El escritor sale de su soledad a comunicar su secreto. Luego ya no es secreto mismo conocido por él lo que le colma, puesto que necesita comunicarlo. ¿Será esta comunicación? Si es ella, el acto de escribir es sólo medio, y lo escrito, el instrumento forjado.

El que escribe, mientras lo hace, necesita acallar sus pasiones y, sobre todo, su vanidad.  El escritor vanidoso dirá todo lo que debe callarse por su falta de identidad, todo lo que por no ser verdaderamente no debe ser puesto de manifiesto, y por decirlo, callará lo que debe ser puesto de manifiesto.

Y esta comunicación de lo oculto,  que a todos se hace mediante el escritor, es la gloria, la gloria que es la manifestación de la verdad escondida hasta el presente, que dilatará los instantes transfigurando las vidas.

                                                           Extraído del artículo ¿Por qué se escribe?

                                                           Del libro  Hacía un saber sobre el alma

                                                                     María Zambrano

María Zambrano que desarrolló un método, que ella llama razón poética, valorando la intuición sobre la razón. Nos dice, acertadamente, estos pensamientos sobre la poesía y el poeta:

Un poeta es alguien que pertenece al mundo de la fabula, de lo maravilloso. De no ser así, no es enteramente poeta, sino alguien que acierta a versificar. Poeta, es alguien que padece en su vida de hombre mortal, sujeto a todas las relatividades de la condición humana, el peso de lo más comprometedor, la responsabilidad más exigente; la que proviene decir lo aún no dicho, de expresar lo que gemía el silencio, en las fronteras mismas de lo inefable […] Condenado por Dios a ser filósofo, dijo de sí mismo alguien que en verdad lo era.

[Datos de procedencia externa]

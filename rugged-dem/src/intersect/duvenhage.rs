use std::sync::Arc;

use nalgebra::Vector3;
use rugged_ellipsoid::{point_at_altitude_k, Ellipsoid, NormalizedGeodeticPoint};

use crate::{
    cache::TilesCache,
    error::DemError,
    intersect::walk::{walk_within_tile, WalkOutcome},
    tile_updater::TileUpdater,
};

/// Maximum number of tile crossings a single ray is allowed before giving
/// up; bounds the walk for rays that graze a tile boundary repeatedly.
const MAX_TILE_CROSSINGS: usize = 64;

/// Duvenhage's ray/terrain intersection algorithm (§4.1, §4.3): march the
/// ray cell by cell through the DEM, pruning whole cells with the tile's
/// min/max kd-tree, and resolve the bilinear-cell crossing exactly.
pub struct Duvenhage<U> {
    cache: Arc<TilesCache<U>>,
    flat_body: bool,
}

impl<U: TileUpdater> Duvenhage<U> {
    /// Builds an algorithm instance backed by `cache`.
    pub fn new(cache: Arc<TilesCache<U>>) -> Self {
        Self { cache, flat_body: false }
    }

    /// When set, the ellipsoid/tile crossing math treats the body as flat
    /// locally (§4.3 flat-body variant): cheaper, appropriate for small
    /// swaths where curvature is negligible relative to pixel footprint.
    ///
    /// Replaces each tile walk step's exact ellipsoid-to-geodetic
    /// conversion with a linear approximation in the local tangent plane
    /// anchored at the tile's entry point (see
    /// [`Ellipsoid::to_geodetic_flat`](rugged_ellipsoid::Ellipsoid::to_geodetic_flat)),
    /// strictly for validation against the exact path, not operational use.
    pub fn with_flat_body(mut self, flat_body: bool) -> Self {
        self.flat_body = flat_body;
        self
    }

    /// Whether the flat-body variant was requested.
    pub fn flat_body(&self) -> bool {
        self.flat_body
    }

    /// Finds the first point (smallest `k`) where the ray crosses the DEM
    /// terrain surface.
    pub fn intersection(&self, ellipsoid: &Ellipsoid, position: Vector3<f64>, los: Vector3<f64>) -> Result<NormalizedGeodeticPoint, DemError> {
        self.locate(ellipsoid, position, los, true).map(|(_, gp)| gp)
    }

    /// Refines a coarse guess into the exact crossing.
    ///
    /// [`intersection`](Self::intersection) already resolves the exact
    /// bilinear-cell crossing (no separate coarse step), so refining from a
    /// nearby guess degenerates to solving the same walk; `initial_guess` is
    /// accepted for interface symmetry with the other algorithms but is not
    /// otherwise consulted.
    pub fn refine_intersection(
        &self,
        ellipsoid: &Ellipsoid,
        position: Vector3<f64>,
        los: Vector3<f64>,
        _initial_guess: &NormalizedGeodeticPoint,
    ) -> Result<NormalizedGeodeticPoint, DemError> {
        self.intersection(ellipsoid, position, los)
    }

    /// Terrain elevation at `(latitude, longitude)`, bilinearly interpolated
    /// from whichever cached tile covers it.
    pub fn elevation(&self, latitude: f64, longitude: f64) -> Result<f64, DemError> {
        let tile = self.cache.get_tile(latitude, longitude)?;
        Ok(tile.interpolate_elevation(latitude, longitude)?)
    }

    fn locate(&self, ellipsoid: &Ellipsoid, position: Vector3<f64>, los: Vector3<f64>, prune: bool) -> Result<(f64, NormalizedGeodeticPoint), DemError> {
        let central_longitude = position.y.atan2(position.x);

        // Coarse guess at the ellipsoid surface, just to pick a starting tile.
        let (_, coarse) = rugged_ellipsoid::point_on_ground_k(ellipsoid, position, los, central_longitude)
            .map_err(|_| DemError::DemEntryPointIsBehindSpacecraft)?;
        let mut tile = self.cache.get_tile(coarse.latitude(), coarse.longitude())?;

        // Enter the tile's altitude slab from above, at its highest sample.
        let (mut k, mut point) = point_at_altitude_k(ellipsoid, position, los, tile.max_elevation(), central_longitude)
            .map_err(|_| DemError::DemEntryPointIsBehindSpacecraft)?;

        for _ in 0..MAX_TILE_CROSSINGS {
            if !tile.contains(point.latitude(), point.longitude()) {
                tile = self.cache.get_tile(point.latitude(), point.longitude())?;
            }

            match walk_within_tile(&tile, ellipsoid, position, los, k, central_longitude, prune, self.flat_body) {
                WalkOutcome::Hit(k_hit, gp_hit) => return Ok((k_hit, gp_hit)),
                WalkOutcome::Exited(k_exit, _) => {
                    // Nudge past the boundary so the next `get_tile` lands in
                    // the neighboring tile rather than re-fetching this one.
                    let nudge = 1.0e-9_f64.max(tile.lat_step().min(tile.lon_step()) * 1.0e-6);
                    k = k_exit + nudge;
                    point = ellipsoid.to_geodetic(position + k * los).normalize(central_longitude);
                }
            }
        }

        Err(DemError::DemEntryPointIsBehindSpacecraft)
    }
}

#[cfg(test)]
mod tests {
    use super::*;
    use approx::assert_abs_diff_eq;
    use rugged_ellipsoid::{BodyFrameId, EllipsoidId, GeodeticPoint};

    use crate::tile_updater::UpdatableTile;

    struct FlatUpdater {
        elevation: f64,
    }

    impl TileUpdater for FlatUpdater {
        fn update_tile(&self, lat: f64, lon: f64, out: &mut UpdatableTile) {
            let tile_size = 0.01_f64;
            let min_lat = (lat / tile_size).floor() * tile_size;
            let min_lon = (lon / tile_size).floor() * tile_size;
            out.set_geometry(min_lat, min_lon, tile_size / 4.0, tile_size / 4.0, 5, 5);
            for i in 0..5 {
                for j in 0..5 {
                    out.set_elevation(i, j, self.elevation);
                }
            }
        }
    }

    fn wgs84() -> Ellipsoid {
        Ellipsoid::from_id(EllipsoidId::Wgs84, BodyFrameId::Itrf)
    }

    fn nadir_view(e: &Ellipsoid, lat: f64, lon: f64, range: f64) -> (Vector3<f64>, Vector3<f64>) {
        let surface = e.to_cartesian(GeodeticPoint::new(lat, lon, 0.0));
        let zenith = Vector3::new(lat.cos() * lon.cos(), lat.cos() * lon.sin(), lat.sin());
        (surface + zenith * range, -zenith)
    }

    #[test]
    fn finds_flat_terrain_crossing() {
        let e = wgs84();
        let cache = Arc::new(TilesCache::new(FlatUpdater { elevation: 120.0 }, 16));
        let duvenhage = Duvenhage::new(cache);

        let (position, los) = nadir_view(&e, 0.005, 0.005, 600_000.0);
        let gp = duvenhage.intersection(&e, position, los).unwrap();

        assert_abs_diff_eq!(gp.altitude(), 120.0, epsilon = 1e-3);
        assert_abs_diff_eq!(gp.latitude(), 0.005, epsilon = 1e-6);
        assert_abs_diff_eq!(gp.longitude(), 0.005, epsilon = 1e-6);
    }

    #[test]
    fn flat_body_variant_still_finds_the_crossing() {
        let e = wgs84();
        let cache = Arc::new(TilesCache::new(FlatUpdater { elevation: 150.0 }, 16));
        let duvenhage = Duvenhage::new(cache).with_flat_body(true);
        assert!(duvenhage.flat_body());

        let (position, los) = nadir_view(&e, 0.6, 0.3, 600_000.0);
        let gp = duvenhage.intersection(&e, position, los).unwrap();

        // The flat-body linearization is only approximate, unlike the exact
        // variant's ~1e-6 tolerance in `finds_flat_terrain_crossing`.
        assert_abs_diff_eq!(gp.altitude(), 150.0, epsilon = 1e-2);
        assert_abs_diff_eq!(gp.latitude(), 0.6, epsilon = 1e-5);
        assert_abs_diff_eq!(gp.longitude(), 0.3, epsilon = 1e-5);
    }

    #[test]
    fn elevation_matches_flat_tile() {
        let cache = Arc::new(TilesCache::new(FlatUpdater { elevation: 77.0 }, 16));
        let duvenhage = Duvenhage::new(cache);
        assert_abs_diff_eq!(duvenhage.elevation(0.005, 0.005).unwrap(), 77.0, epsilon = 1e-9);
    }
}
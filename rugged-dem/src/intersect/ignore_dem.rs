use nalgebra::Vector3;
use rugged_ellipsoid::{point_on_ground, Ellipsoid, NormalizedGeodeticPoint};

use crate::error::DemError;

/// Treats the body as a bare ellipsoid: every `elevation` is zero and
/// intersection falls straight through to the ellipsoid surface.
///
/// Useful as a cheap first guess, or when the caller already knows the
/// scene has no meaningful relief (open ocean, a calibration target).
#[derive(Debug, Clone, Copy, Default)]
pub struct IgnoreDem;

impl IgnoreDem {
    /// Returns a new instance.
    pub fn new() -> Self {
        Self
    }

    /// Intersects the line of sight with the bare ellipsoid.
    pub fn intersection(
        &self,
        ellipsoid: &Ellipsoid,
        position: Vector3<f64>,
        los: Vector3<f64>,
    ) -> Result<NormalizedGeodeticPoint, DemError> {
        let central_longitude = position.y.atan2(position.x);
        Ok(point_on_ground(ellipsoid, position, los, central_longitude)?)
    }

    /// Same as [`intersection`](Self::intersection); there is no coarse
    /// guess to refine since the bare ellipsoid has a closed-form crossing.
    pub fn refine_intersection(
        &self,
        ellipsoid: &Ellipsoid,
        position: Vector3<f64>,
        los: Vector3<f64>,
        _initial_guess: &NormalizedGeodeticPoint,
    ) -> Result<NormalizedGeodeticPoint, DemError> {
        self.intersection(ellipsoid, position, los)
    }

    /// Always zero.
    pub fn elevation(&self, _latitude: f64, _longitude: f64) -> f64 {
        0.0
    }
}

#[cfg(test)]
mod tests {
    use super::*;
    use approx::assert_abs_diff_eq;
    use rugged_ellipsoid::{BodyFrameId, EllipsoidId};

    #[test]
    fn intersects_bare_ellipsoid() {
        let e = Ellipsoid::from_id(EllipsoidId::Wgs84, BodyFrameId::Itrf);
        let position = Vector3::new(2.0 * e.a, 0.0, 0.0);
        let los = Vector3::new(-1.0, 0.0, 0.0);
        let gp = IgnoreDem::new().intersection(&e, position, los).unwrap();
        assert_abs_diff_eq!(gp.altitude(), 0.0, epsilon = 1e-6);
    }

    #[test]
    fn elevation_is_always_zero() {
        assert_eq!(IgnoreDem::new().elevation(0.3, 1.2), 0.0);
    }
}
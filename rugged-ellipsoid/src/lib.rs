#![deny(missing_docs)]
#![cfg_attr(not(doctest), doc = include_str!("../README.md"))]

pub use crate::{
    ellipsoid::{BodyFrameId, Ellipsoid, EllipsoidId, InertialFrameId},
    error::GeometryError,
    geodetic::{GeodeticPoint, NormalizedGeodeticPoint},
    intersect::{
        convert_los, point_at_altitude, point_at_altitude_k, point_at_latitude, point_at_latitude_k,
        point_at_longitude, point_at_longitude_k, point_on_ground, point_on_ground_k, Topocentric,
    },
};
pub use nalgebra;

mod ellipsoid;
mod error;
mod geodetic;
mod intersect;

/// Base floating point type used for all coordinates and calculations.
///
/// Note: this _could_ be a generic parameter, but doing so makes the
/// library more complicated, and every quantity here (orbital distances,
/// radian angles) is comfortably represented in `f64`.
pub type C = f64;

/// Speed of light in vacuum, m/s. Used by the light-time/aberration
/// correction layer in the `rugged` façade crate, but lives here so every
/// crate in the workspace shares one constant.
pub const SPEED_OF_LIGHT: C = 299_792_458.0;

/// Convergence threshold for altitude-seeking iterations, in meters.
pub const ALTITUDE_CONVERGENCE: C = 1.0e-3;
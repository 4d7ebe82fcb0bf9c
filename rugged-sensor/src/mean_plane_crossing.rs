use chrono::{DateTime, Utc};
use nalgebra::Vector3;
use rugged_frames::TimeStampedTransform;

use crate::error::SensorError;
use crate::line_sensor::LineSensor;

/// The line at which a ground point crosses a sensor's mean plane, along
/// with the target direction and its time derivative at that line (a
/// first-order Taylor model, used by [`crate::pixel_crossing::SensorPixelCrossing`]
/// to refine the crossing to a sub-pixel location without re-querying
/// frame transforms).
#[derive(Debug, Clone, Copy)]
pub struct CrossingResult {
    /// Fractional line at which the target crosses the mean plane.
    pub line: f64,
    /// Date corresponding to `line`.
    pub date: DateTime<Utc>,
    /// Unit direction from the sensor to the target, in the spacecraft
    /// frame, at `date`.
    pub target_direction: Vector3<f64>,
    /// Time derivative of `target_direction`, rad/s-scale, estimated by
    /// central finite difference around `line`.
    pub target_direction_derivative: Vector3<f64>,
}

/// Secant solver for the line at which a ground point crosses a sensor's
/// mean plane.
///
/// `body_to_spacecraft` supplies, for any date within the acquisition
/// window, the rigid transform from the body frame (the frame the ground
/// point is expressed in) to the spacecraft frame (the frame the sensor's
/// lines of sight are expressed in).
pub struct SensorMeanPlaneCrossing<'a, F>
where
    F: Fn(DateTime<Utc>) -> Result<TimeStampedTransform, SensorError>,
{
    sensor: &'a LineSensor,
    body_to_spacecraft: F,
    max_evaluations: usize,
    line_accuracy: f64,
}

impl<'a, F> SensorMeanPlaneCrossing<'a, F>
where
    F: Fn(DateTime<Utc>) -> Result<TimeStampedTransform, SensorError>,
{
    /// Builds a solver over `sensor`, converging to within `line_accuracy`
    /// fractional lines within `max_evaluations` mean-plane evaluations.
    pub fn new(sensor: &'a LineSensor, body_to_spacecraft: F, line_accuracy: f64, max_evaluations: usize) -> Self {
        Self { sensor, body_to_spacecraft, max_evaluations, line_accuracy }
    }

    fn direction_in_spacecraft_frame(&self, target_body: Vector3<f64>, line: f64) -> Result<Vector3<f64>, SensorError> {
        let date = self.sensor.date(line);
        let transform = (self.body_to_spacecraft)(date)?;
        let point_sc = transform.rotation().transform_vector(&target_body) + transform.translation();
        let offset = point_sc - self.sensor.position();
        let norm = offset.norm();
        if norm == 0.0 {
            return Err(SensorError::InvalidStep { step: 0.0 });
        }
        Ok(offset / norm)
    }

    fn signed_distance(&self, target_body: Vector3<f64>, line: f64) -> Result<f64, SensorError> {
        let direction = self.direction_in_spacecraft_frame(target_body, line)?;
        let normal = self.sensor.mean_plane_normal(line)?;
        Ok(direction.dot(&normal))
    }

    /// Finds the line at which `target_body` (a ground point, in the body
    /// frame) crosses the sensor's mean plane, starting the secant search
    /// from `line_guess` and `line_guess + 1.0`.
    ///
    /// # Errors
    ///
    /// Propagates errors from `body_to_spacecraft` or [`LineSensor::mean_plane_normal`],
    /// and returns [`SensorError::GroundPointOutOfLineRange`] if the
    /// solver converges outside the sensor's declared line range, or
    /// [`SensorError::InvalidStep`] if it fails to converge within
    /// `max_evaluations`.
    pub fn find(&self, target_body: Vector3<f64>, line_guess: f64) -> Result<CrossingResult, SensorError> {
        let mut x0 = line_guess;
        let mut x1 = line_guess + 1.0;
        let mut f0 = self.signed_distance(target_body, x0)?;
        let mut f1 = self.signed_distance(target_body, x1)?;

        let mut line = x1;
        let mut converged = false;
        for _ in 0..self.max_evaluations {
            if (x1 - x0).abs() < self.line_accuracy {
                line = x1;
                converged = true;
                break;
            }
            if f1 == f0 {
                line = x1;
                converged = true;
                break;
            }
            let x2 = x1 - f1 * (x1 - x0) / (f1 - f0);
            x0 = x1;
            f0 = f1;
            x1 = x2;
            f1 = self.signed_distance(target_body, x1)?;
            line = x1;
        }
        if !converged && (x1 - x0).abs() >= self.line_accuracy {
            return Err(SensorError::InvalidStep { step: (x1 - x0).abs() });
        }

        if !self.sensor.contains_line(line) {
            return Err(SensorError::GroundPointOutOfLineRange {
                line,
                min_line: self.sensor.min_line(),
                max_line: self.sensor.max_line(),
            });
        }

        let date = self.sensor.date(line);
        let eps = self.line_accuracy.max(1e-6).min(0.5);
        let dt = eps / self.sensor.rate(line).abs().max(1e-9);
        let forward = self.direction_in_spacecraft_frame(target_body, line + eps)?;
        let backward = self.direction_in_spacecraft_frame(target_body, line - eps)?;
        let target_direction = self.direction_in_spacecraft_frame(target_body, line)?;
        let target_direction_derivative = (forward - backward) / (2.0 * dt);

        Ok(CrossingResult { line, date, target_direction, target_direction_derivative })
    }
}

#[cfg(test)]
mod tests {
    use super::*;
    use crate::line_datation::AffineLineDatation;
    use crate::time_dependent_los::PolynomialLos;
    use approx::assert_abs_diff_eq;
    use nalgebra::UnitQuaternion;

    fn sensor() -> LineSensor {
        let datation = AffineLineDatation::new("2020-01-01T00:00:00Z".parse().unwrap(), 0.0, 20.0).unwrap();
        let los = PolynomialLos::new([vec![0.0, 0.001], vec![0.0], vec![1.0]], 2000).unwrap();
        LineSensor::new("test", Vector3::zeros(), datation, los, 0.0, 1000.0).unwrap()
    }

    #[test]
    fn finds_crossing_line_for_a_nadir_target() {
        let s = sensor();
        let body_to_spacecraft = |date: DateTime<Utc>| -> Result<TimeStampedTransform, SensorError> {
            Ok(TimeStampedTransform::new(
                date,
                UnitQuaternion::identity(),
                Vector3::new(0.0, 0.0, -700_000.0),
                Vector3::zeros(),
                Vector3::zeros(),
                Vector3::zeros(),
                Vector3::zeros(),
            ))
        };
        let solver = SensorMeanPlaneCrossing::new(&s, body_to_spacecraft, 1e-6, 50);
        let target = Vector3::new(0.0, 0.0, 0.0);
        let result = solver.find(target, 500.0).unwrap();
        assert!(result.line >= 0.0 && result.line <= 1000.0);
        assert_abs_diff_eq!(result.target_direction.norm(), 1.0, epsilon = 1e-9);
    }
}
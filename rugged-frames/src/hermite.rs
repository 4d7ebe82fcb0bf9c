use chrono::{DateTime, Utc};
use nalgebra::Vector3;

use crate::{
    interpolation::{AngularInterpolationFilter, AngularSample, CartesianInterpolationFilter, CartesianSample},
    transform::{seconds_between, TimeStampedTransform},
};

/// Two-point cubic Hermite spline: matches position and velocity at both
/// ends, `s` is the normalized position in `[0, 1]` (`t0` at `s=0`, `t1` at
/// `s=1`), `dt` is the duration in seconds between the two ends. Returns
/// `(position, velocity, acceleration)`; the acceleration is the curve's own
/// second derivative, which callers with independently sampled acceleration
/// typically override with a direct linear blend instead.
pub(crate) fn cubic_hermite(
    p0: Vector3<f64>,
    v0: Vector3<f64>,
    p1: Vector3<f64>,
    v1: Vector3<f64>,
    dt: f64,
    s: f64,
) -> (Vector3<f64>, Vector3<f64>, Vector3<f64>) {
    let s2 = s * s;
    let s3 = s2 * s;

    let h00 = 2.0 * s3 - 3.0 * s2 + 1.0;
    let h10 = s3 - 2.0 * s2 + s;
    let h01 = -2.0 * s3 + 3.0 * s2;
    let h11 = s3 - s2;
    let p = h00 * p0 + h10 * dt * v0 + h01 * p1 + h11 * dt * v1;

    let dh00 = 6.0 * s2 - 6.0 * s;
    let dh10 = 3.0 * s2 - 4.0 * s + 1.0;
    let dh01 = -6.0 * s2 + 6.0 * s;
    let dh11 = 3.0 * s2 - 2.0 * s;
    let v = (dh00 * p0 + dh10 * dt * v0 + dh01 * p1 + dh11 * dt * v1) / dt;

    let d2h00 = 12.0 * s - 6.0;
    let d2h10 = 6.0 * s - 4.0;
    let d2h01 = -12.0 * s + 6.0;
    let d2h11 = 6.0 * s - 2.0;
    let a = (d2h00 * p0 + d2h10 * dt * v0 + d2h01 * p1 + d2h11 * dt * v1) / (dt * dt);

    (p, v, a)
}

/// Locates the bracketing pair `[idx, idx+1]` such that `date_at(idx) <= t`,
/// clamped so `idx+1` is always a valid index.
fn bracket_index(len: usize, date_at: impl Fn(usize) -> DateTime<Utc>, t: DateTime<Utc>) -> usize {
    let mut idx = 0;
    while idx + 2 < len && date_at(idx + 1) <= t {
        idx += 1;
    }
    idx
}

fn finite_difference_velocity(samples: &[CartesianSample], i: usize) -> Vector3<f64> {
    let (lo, hi) = neighbor_pair(samples.len(), i);
    let dt = seconds_between(samples[lo].date, samples[hi].date);
    if dt == 0.0 {
        return Vector3::zeros();
    }
    (samples[hi].position - samples[lo].position) / dt
}

fn effective_velocity(samples: &[CartesianSample], i: usize, filter: CartesianInterpolationFilter) -> Vector3<f64> {
    match filter {
        CartesianInterpolationFilter::UseP => finite_difference_velocity(samples, i),
        CartesianInterpolationFilter::UsePv | CartesianInterpolationFilter::UsePva => samples[i].velocity,
    }
}

fn neighbor_pair(len: usize, i: usize) -> (usize, usize) {
    if len < 2 {
        (0, 0)
    } else if i == 0 {
        (0, 1)
    } else if i == len - 1 {
        (i - 1, i)
    } else {
        (i - 1, i + 1)
    }
}

/// Interpolates an ephemeris sample list onto an arbitrary date `t`, which
/// must lie within `[samples.first().date, samples.last().date]`.
pub(crate) fn cartesian_at(samples: &[CartesianSample], filter: CartesianInterpolationFilter, t: DateTime<Utc>) -> CartesianSample {
    let idx = bracket_index(samples.len(), |i| samples[i].date, t);
    let (a, b) = (samples[idx], samples[idx + 1]);
    let dt = seconds_between(a.date, b.date);
    let s = seconds_between(a.date, t) / dt;

    let va = effective_velocity(samples, idx, filter);
    let vb = effective_velocity(samples, idx + 1, filter);
    let (position, velocity, cubic_acceleration) = cubic_hermite(a.position, va, b.position, vb, dt, s);

    let acceleration = match filter {
        CartesianInterpolationFilter::UsePva => (1.0 - s) * a.acceleration + s * b.acceleration,
        _ => cubic_acceleration,
    };

    CartesianSample { date: t, position, velocity, acceleration }
}

fn finite_difference_rate(samples: &[AngularSample], i: usize) -> Vector3<f64> {
    let (lo, hi) = neighbor_pair(samples.len(), i);
    let dt = seconds_between(samples[lo].date, samples[hi].date);
    if dt == 0.0 {
        return Vector3::zeros();
    }
    let relative = samples[lo].rotation.inverse() * samples[hi].rotation;
    relative.scaled_axis() / dt
}

fn effective_rate(samples: &[AngularSample], i: usize, filter: AngularInterpolationFilter) -> Vector3<f64> {
    match filter {
        AngularInterpolationFilter::UseR => finite_difference_rate(samples, i),
        AngularInterpolationFilter::UseRr | AngularInterpolationFilter::UseRra => samples[i].rotation_rate,
    }
}

/// Interpolates an attitude sample list onto an arbitrary date `t`.
///
/// The rotation itself is spherically interpolated (`slerp`); its rate and
/// rate-of-rate are blended linearly across the bracketing pair rather than
/// matched by a true angular Hermite spline, since the grid step is short
/// enough that both agree to the precision this geolocation pipeline needs.
pub(crate) fn angular_at(samples: &[AngularSample], filter: AngularInterpolationFilter, t: DateTime<Utc>) -> AngularSample {
    let idx = bracket_index(samples.len(), |i| samples[i].date, t);
    let (a, b) = (samples[idx], samples[idx + 1]);
    let dt = seconds_between(a.date, b.date);
    let s = (seconds_between(a.date, t) / dt).clamp(0.0, 1.0);

    let rotation = a.rotation.slerp(&b.rotation, s);
    let ra = effective_rate(samples, idx, filter);
    let rb = effective_rate(samples, idx + 1, filter);
    let rotation_rate = (1.0 - s) * ra + s * rb;
    let (aa, ab) = match filter {
        AngularInterpolationFilter::UseRra => (samples[idx].rotation_acceleration, samples[idx + 1].rotation_acceleration),
        _ => (Vector3::zeros(), Vector3::zeros()),
    };
    let rotation_acceleration = (1.0 - s) * aa + s * ab;

    AngularSample { date: t, rotation, rotation_rate, rotation_acceleration }
}

/// Hermite-interpolates a `TimeStampedTransform` grid cell's pair of
/// endpoints onto `date`. `date` may sit slightly outside `[t0, t1]` when
/// the caller is servicing a query in the interpolator's tolerance margin;
/// rotation interpolation clamps its blend parameter to `[0, 1]` in that
/// case (an intentional approximation, negligible over a tolerance-sized
/// margin), while translation/velocity/acceleration extrapolate normally.
pub(crate) fn hermite_transform(t0: &TimeStampedTransform, t1: &TimeStampedTransform, date: DateTime<Utc>) -> TimeStampedTransform {
    let dt = seconds_between(t0.date(), t1.date());
    let s = seconds_between(t0.date(), date) / dt;

    let (position, velocity, _) = cubic_hermite(t0.translation(), t0.velocity(), t1.translation(), t1.velocity(), dt, s);
    let acceleration = (1.0 - s) * t0.acceleration() + s * t1.acceleration();

    let rotation = t0.rotation().slerp(&t1.rotation(), s.clamp(0.0, 1.0));
    let rotation_rate = (1.0 - s) * t0.rotation_rate() + s * t1.rotation_rate();
    let rotation_acceleration = (1.0 - s) * t0.rotation_acceleration() + s * t1.rotation_acceleration();

    TimeStampedTransform::new(date, rotation, position, velocity, acceleration, rotation_rate, rotation_acceleration)
}

pub(crate) fn bracket_grid_index(len: usize, date_at: impl Fn(usize) -> DateTime<Utc>, t: DateTime<Utc>) -> usize {
    bracket_index(len, date_at, t)
}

                                                         Del libro  Hacía un saber sobre el alma

                                                                     María Zambrano

La actitud del poeta ante la vida: El poeta tiene lo que no ha buscado y más que poseer es poseído. […] Todo poeta es mártir de la poesía, le entrega su vida, sin reservarse ningún ser para sí, y asiste cada vez con mayor lucidez a esa entrega.

                                                           Del libro Filosofía y poesía

                                                                                  María Zambrano

María Zambrano nos habla de un sueño creador: “Hundirse en el sueño es el origen de la música y la poesía. Hundirse en el sueño es delirar”.

                                                           Del libro: El hombre y lo divino

                                                                                             María Zambrano

                                                                           Trabajo realizado por

                                                                               José Marcelo Ruiz

Este trabajo ha sido publicado en la revista poética- literaria malagueña, Al Alba, nº 41, otoño-invierno, 2017.